Showing posts with label shepherds. Show all posts
Showing posts with label shepherds. Show all posts

Thursday, August 24, 2023

Stanton, Gloucestershire

 


Sheepdogs, or, Odd things in churches (16)

I can’t remember when I first went inside the church of St Michael and All Angels, Stanton, in the north Cotswolds, but I think I already knew the story behind the bench-end in my photograph. Perhaps I knew the story from the Gloucestershire volume of Arthur Mee’s series, ‘The King’s England’, probably the only book that my parents had that would have held such a historical tidbit: ‘It may be that when Wesley preached in this place there listened to him shepherds from the hills who would tie their dogs to the ends of the benches, which still have the marks of the chafing of the chains which held the dogs.’ Such marks can certainly be seen on the bench end in my picture, perhaps from the chains themselves or from a metal ring to which chains were attached.

Can this be true? It’s certainly plausible. For centuries, Cotswold farms were the sheep farms par excellence of England. For years I’ve lived in this part of the country and there are still plenty of sheep farmed around here. Shepherds might these days ride around on quad bikes or in 4 x 4s, and wherever they go their dogs go with them. In church, in the 18th century or earlier, one can imagine the chained dogs excited on their weekly meeting with the neighbours pulling on their chains and chafing at the woodwork before settling down quietly by the time the service began. We’re often told that Cotswold churches (like many in Suffolk and other areas) were built from the proceeds of the wool trade. It’s good to be reminded that none of that money could have been made without the people who raised the sheep – and the animals that rounded them up.

Friday, August 27, 2010

Dymchurch, Kent


The lookers and their huts

The flat landscape of Romney Marsh is dotted with a number of small buildings that most of us would hardly give a second glance. Tiny, brick-built, with a pitched roof and a chimney at one end, these are the lookers’ huts that provided shelter for those who looked after sheep on the marsh and who needed to be near their flocks for weeks on end – especially during the lambing season. Although they’re not elaborate pieces of architecture, these huts are important because they were a vital part in the lives of ordinary people for many generations over a period of around 200 years.

Once there were hundreds of lookers’ huts, but now only 12 survive intact. Changes in farming and lifestyle have meant that many have disappeared and, because most of them were in isolated positions they often found no new use. As a result they were seen as superfluous and many were knocked down; others succumbed to time or vandals.

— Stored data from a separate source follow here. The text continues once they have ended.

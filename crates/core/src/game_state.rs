//! Game state module - manages the complete game state
//!
//! This module ties together all core components: grid, catalog, bag, orientation and
//! the gravity timer. It owns the active and lookahead pieces, validates every move,
//! runs the lock-and-clear sequence, and walks the phase state machine:
//!
//! ```text
//! NotStarted --start--> Running <--pause/resume--> Paused
//!                          |
//!                          +--top layer occupied--> GameOver
//! any phase --reset--> NotStarted
//! ```
//!
//! Rejected moves are not errors: operations return `false` and leave state untouched.

use rand::rngs::StdRng;
use rand::{Rng, SeedableRng};

use crate::bag::PieceBag;
use crate::catalog::{self, PieceShape};
use crate::config::GameConfig;
use crate::grid::Grid;
use crate::orient;
use crate::snapshot::{GameSnapshot, PieceSnapshot};
use crate::timer::GravityTimer;
use crate::types::*;

/// A piece in the play volume
#[derive(Debug, Clone, Copy, PartialEq, Eq, Hash)]
pub struct Piece {
    pub kind: PieceKind,
    /// World position of the piece origin, in half cells
    pub position: HalfVec3,
    /// Cube offsets in the current orientation, in half cells
    pub offsets: PieceShape,
}

impl Piece {
    /// Draw a piece from the bag with a random orientation and spawn column
    pub fn spawn<R: Rng + ?Sized>(bag: &mut PieceBag, rng: &mut R) -> Self {
        let kind = bag.draw(rng);
        let offsets = orient::random_orient(&catalog::shape(kind), rng);
        let position = orient::spawn_position(&offsets, rng);
        Self {
            kind,
            position,
            offsets,
        }
    }

    /// Grid cells covered by the cubes (floor of position + offset)
    pub fn cells(&self) -> [GridPos; CUBES_PER_PIECE] {
        self.offsets.map(|o| (self.position + o).cell())
    }

    pub fn color(&self) -> Color {
        catalog::color(self.kind)
    }

    /// Same piece moved by whole cells
    pub fn translated(&self, dx: i8, dy: i8, dz: i8) -> Self {
        Self {
            position: self.position + HalfVec3::cells(dx, dy, dz),
            ..*self
        }
    }

    /// Same piece turned 90° about `axis` around its own origin
    pub fn rotated(&self, axis: Axis) -> Self {
        Self {
            offsets: orient::rotate(&self.offsets, axis),
            ..*self
        }
    }

    /// Every cube inside the grid and on an empty cell
    pub fn is_valid(&self, grid: &Grid) -> bool {
        self.cells().iter().all(|&p| grid.is_free(p))
    }
}

/// Complete game state
#[derive(Debug, Clone)]
pub struct GameState {
    grid: Grid,
    active: Option<Piece>,
    next: Option<Piece>,
    bag: PieceBag,
    rng: StdRng,
    timer: GravityTimer,
    phase: GamePhase,
    score: u32,
    lines: u32,
    /// Pieces locked since the last reset
    pieces_locked: u32,
    /// Last lock event (consumed by observers)
    last_lock: Option<LockEvent>,
    config: GameConfig,
}

impl GameState {
    /// Create a new game with the given RNG seed and default timing
    pub fn new(seed: u64) -> Self {
        Self::with_config(GameConfig::default().with_seed(seed))
    }

    pub fn with_config(config: GameConfig) -> Self {
        Self {
            grid: Grid::new(),
            active: None,
            next: None,
            bag: PieceBag::new(),
            rng: StdRng::seed_from_u64(config.seed),
            timer: GravityTimer::new(config.gravity_ms),
            phase: GamePhase::NotStarted,
            score: 0,
            lines: 0,
            pieces_locked: 0,
            last_lock: None,
            config,
        }
    }

    /// Start the game: draw the active and lookahead pieces and arm gravity
    pub fn start(&mut self) -> bool {
        if self.phase != GamePhase::NotStarted {
            return false;
        }

        let active = Piece::spawn(&mut self.bag, &mut self.rng);
        let next = Piece::spawn(&mut self.bag, &mut self.rng);
        self.active = Some(active);
        self.next = Some(next);
        self.phase = GamePhase::Running;
        self.timer.schedule();

        log::info!(
            "game started (seed {}, gravity {}ms)",
            self.config.seed,
            self.timer.interval_ms()
        );
        log::debug!("spawned {:?} at {:?}", active.kind, active.position);
        true
    }

    pub fn phase(&self) -> GamePhase {
        self.phase
    }

    pub fn is_running(&self) -> bool {
        self.phase == GamePhase::Running
    }

    pub fn score(&self) -> u32 {
        self.score
    }

    /// Layers cleared since the last reset
    pub fn lines(&self) -> u32 {
        self.lines
    }

    pub fn pieces_locked(&self) -> u32 {
        self.pieces_locked
    }

    pub fn active(&self) -> Option<Piece> {
        self.active
    }

    pub fn next(&self) -> Option<Piece> {
        self.next
    }

    pub fn grid(&self) -> &Grid {
        &self.grid
    }

    pub fn timer(&self) -> &GravityTimer {
        &self.timer
    }

    pub fn config(&self) -> &GameConfig {
        &self.config
    }

    /// Gravity step: move the active piece down one layer, or lock it if it can't
    ///
    /// No-op (returns false) unless Running with an active piece.
    pub fn tick(&mut self) -> bool {
        if self.phase != GamePhase::Running {
            return false;
        }
        let Some(active) = self.active else {
            return false;
        };

        let candidate = active.translated(0, -1, 0);
        if candidate.is_valid(&self.grid) {
            self.active = Some(candidate);
            self.timer.schedule();
        } else {
            self.lock_active();
        }
        true
    }

    /// Let `elapsed_ms` of wall time pass, running a gravity step each time the
    /// timer comes due. Returns the number of steps run.
    pub fn advance(&mut self, elapsed_ms: u32) -> u32 {
        if self.phase != GamePhase::Running {
            return 0;
        }

        let mut budget = elapsed_ms;
        let mut fired = 0;
        while let Some(leftover) = self.timer.advance(budget) {
            log::trace!("gravity fired");
            fired += 1;
            self.tick();
            if self.phase != GamePhase::Running {
                break;
            }
            budget = leftover;
        }
        fired
    }

    /// Try to move the active piece horizontally by whole cells
    pub fn move_by(&mut self, dx: i8, dz: i8) -> bool {
        self.try_replace(|piece| piece.translated(dx, 0, dz))
    }

    /// Try to rotate the active piece 90° about `axis`
    pub fn rotate_active(&mut self, axis: Axis) -> bool {
        self.try_replace(|piece| piece.rotated(axis))
    }

    /// Commit a transformed active piece if it is valid
    fn try_replace(&mut self, transform: impl FnOnce(&Piece) -> Piece) -> bool {
        if self.phase != GamePhase::Running {
            return false;
        }
        let Some(active) = self.active else {
            return false;
        };

        let candidate = transform(&active);
        if !candidate.is_valid(&self.grid) {
            return false;
        }

        self.active = Some(candidate);
        self.timer.schedule();
        true
    }

    /// Drop the active piece as far as it goes and lock it immediately
    ///
    /// Scores exactly like a natural lock; there is no drop bonus.
    pub fn hard_drop(&mut self) -> bool {
        if self.phase != GamePhase::Running {
            return false;
        }
        let Some(mut piece) = self.active else {
            return false;
        };

        loop {
            let candidate = piece.translated(0, -1, 0);
            if !candidate.is_valid(&self.grid) {
                break;
            }
            piece = candidate;
        }

        self.active = Some(piece);
        self.lock_active();
        true
    }

    /// Where the active piece would land if hard dropped now
    pub fn ghost(&self) -> Option<Piece> {
        let mut piece = self.active?;
        loop {
            let candidate = piece.translated(0, -1, 0);
            if !candidate.is_valid(&self.grid) {
                return Some(piece);
            }
            piece = candidate;
        }
    }

    /// Lock the active piece into the grid, clear full layers, then either end the game
    /// or promote the lookahead piece
    fn lock_active(&mut self) {
        let Some(piece) = self.active.take() else {
            return;
        };

        let cells = piece.cells();
        let filled = self.grid.place(&cells, piece.color());
        if filled < cells.len() {
            // Spawns are not checked against the stack, so a piece can lock on top of cubes.
            log::warn!(
                "{:?} locked over {} occupied cells at {:?}",
                piece.kind,
                cells.len() - filled,
                piece.position
            );
        }
        let cube_points = CUBE_SCORE * cells.len() as u32;

        let cleared = self.grid.clear_full_rows();
        let rows = cleared.len() as u32;
        let row_points = ROW_SCORE * rows;

        self.score += cube_points + row_points;
        self.lines += rows;
        self.pieces_locked += 1;

        let game_over = self.grid.is_top_occupied();
        self.last_lock = Some(LockEvent {
            kind: piece.kind,
            cubes: filled as u32,
            rows_cleared: rows,
            points: cube_points + row_points,
            game_over,
        });

        log::debug!(
            "locked {:?} at {:?}; cleared {:?}; score {}",
            piece.kind,
            piece.position,
            cleared.as_slice(),
            self.score
        );

        if game_over {
            self.phase = GamePhase::GameOver;
            self.timer.cancel();
            log::info!(
                "game over: score {}, {} layers, {} pieces",
                self.score,
                self.lines,
                self.pieces_locked
            );
            return;
        }

        self.spawn_next();
    }

    /// Promote the lookahead piece to active and draw a new lookahead
    fn spawn_next(&mut self) {
        let active = match self.next.take() {
            Some(piece) => piece,
            None => Piece::spawn(&mut self.bag, &mut self.rng),
        };
        self.active = Some(active);
        self.next = Some(Piece::spawn(&mut self.bag, &mut self.rng));
        self.timer.schedule();

        log::debug!("spawned {:?} at {:?}", active.kind, active.position);
    }

    /// Suspend gravity and input
    pub fn pause(&mut self) -> bool {
        if self.phase != GamePhase::Running {
            return false;
        }
        self.phase = GamePhase::Paused;
        self.timer.cancel();
        log::debug!("paused");
        true
    }

    /// Resume from pause, re-arming gravity once
    pub fn resume(&mut self) -> bool {
        if self.phase != GamePhase::Paused {
            return false;
        }
        self.phase = GamePhase::Running;
        self.timer.schedule();
        log::debug!("resumed");
        true
    }

    pub fn toggle_pause(&mut self) -> bool {
        match self.phase {
            GamePhase::Running => self.pause(),
            GamePhase::Paused => self.resume(),
            _ => false,
        }
    }

    /// Clear the grid, score and pieces and return to NotStarted
    ///
    /// The bag and random generator carry on, so the next game deals new pieces.
    pub fn reset(&mut self) {
        self.grid.reset();
        self.active = None;
        self.next = None;
        self.score = 0;
        self.lines = 0;
        self.pieces_locked = 0;
        self.last_lock = None;
        self.phase = GamePhase::NotStarted;
        self.timer.cancel();
        log::info!("game reset");
    }

    /// Apply a game action, resolving horizontal moves from the default camera
    pub fn apply_action(&mut self, action: GameAction) -> bool {
        self.apply_action_from(action, CameraHeading::default())
    }

    /// Apply a game action, resolving horizontal moves from `heading`
    pub fn apply_action_from(&mut self, action: GameAction, heading: CameraHeading) -> bool {
        match action {
            GameAction::Start => self.start(),
            GameAction::MoveForward
            | GameAction::MoveBack
            | GameAction::MoveLeft
            | GameAction::MoveRight => match heading.resolve(action) {
                Some((dx, dz)) => self.move_by(dx, dz),
                None => false,
            },
            GameAction::RotateX => self.rotate_active(Axis::X),
            GameAction::RotateY => self.rotate_active(Axis::Y),
            GameAction::RotateZ => self.rotate_active(Axis::Z),
            GameAction::HardDrop => self.hard_drop(),
            GameAction::Pause => self.toggle_pause(),
            GameAction::Reset => {
                self.reset();
                true
            }
        }
    }

    /// Take and clear the last lock event.
    pub fn take_last_lock(&mut self) -> Option<LockEvent> {
        self.last_lock.take()
    }

    pub fn last_lock(&self) -> Option<LockEvent> {
        self.last_lock
    }

    pub fn snapshot_into(&self, out: &mut GameSnapshot) {
        out.grid = *self.grid.cells();
        out.active = self.active.map(PieceSnapshot::from);
        out.next = self.next.map(PieceSnapshot::from);
        out.ghost = self.ghost().map(PieceSnapshot::from);
        out.score = self.score;
        out.lines = self.lines;
        out.phase = self.phase;
    }

    /// Owned read-only copy of everything a renderer needs
    pub fn snapshot(&self) -> GameSnapshot {
        let mut s = GameSnapshot::default();
        self.snapshot_into(&mut s);
        s
    }

    #[cfg(test)]
    pub(crate) fn grid_mut(&mut self) -> &mut Grid {
        &mut self.grid
    }

    #[cfg(test)]
    pub(crate) fn set_active(&mut self, piece: Piece) {
        self.active = Some(piece);
    }
}

impl Default for GameState {
    fn default() -> Self {
        Self::with_config(GameConfig::default())
    }
}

If the remaining lookers’ huts are not to go the way of the rest, wiping out a unique piece of history, they need advocates, and they have a powerful one in Mark Duncan, who has made it his mission to photograph all the remaining huts. Now there is an exhibition of some of his photographs of the huts, highlighting those that are most at risk. I for one hope that Duncan’s exhibition succeeds in its aim to raise awareness of these very special structures and their role in the lives of generations of lookers who worked beneath the endless open skies of Romney Marsh.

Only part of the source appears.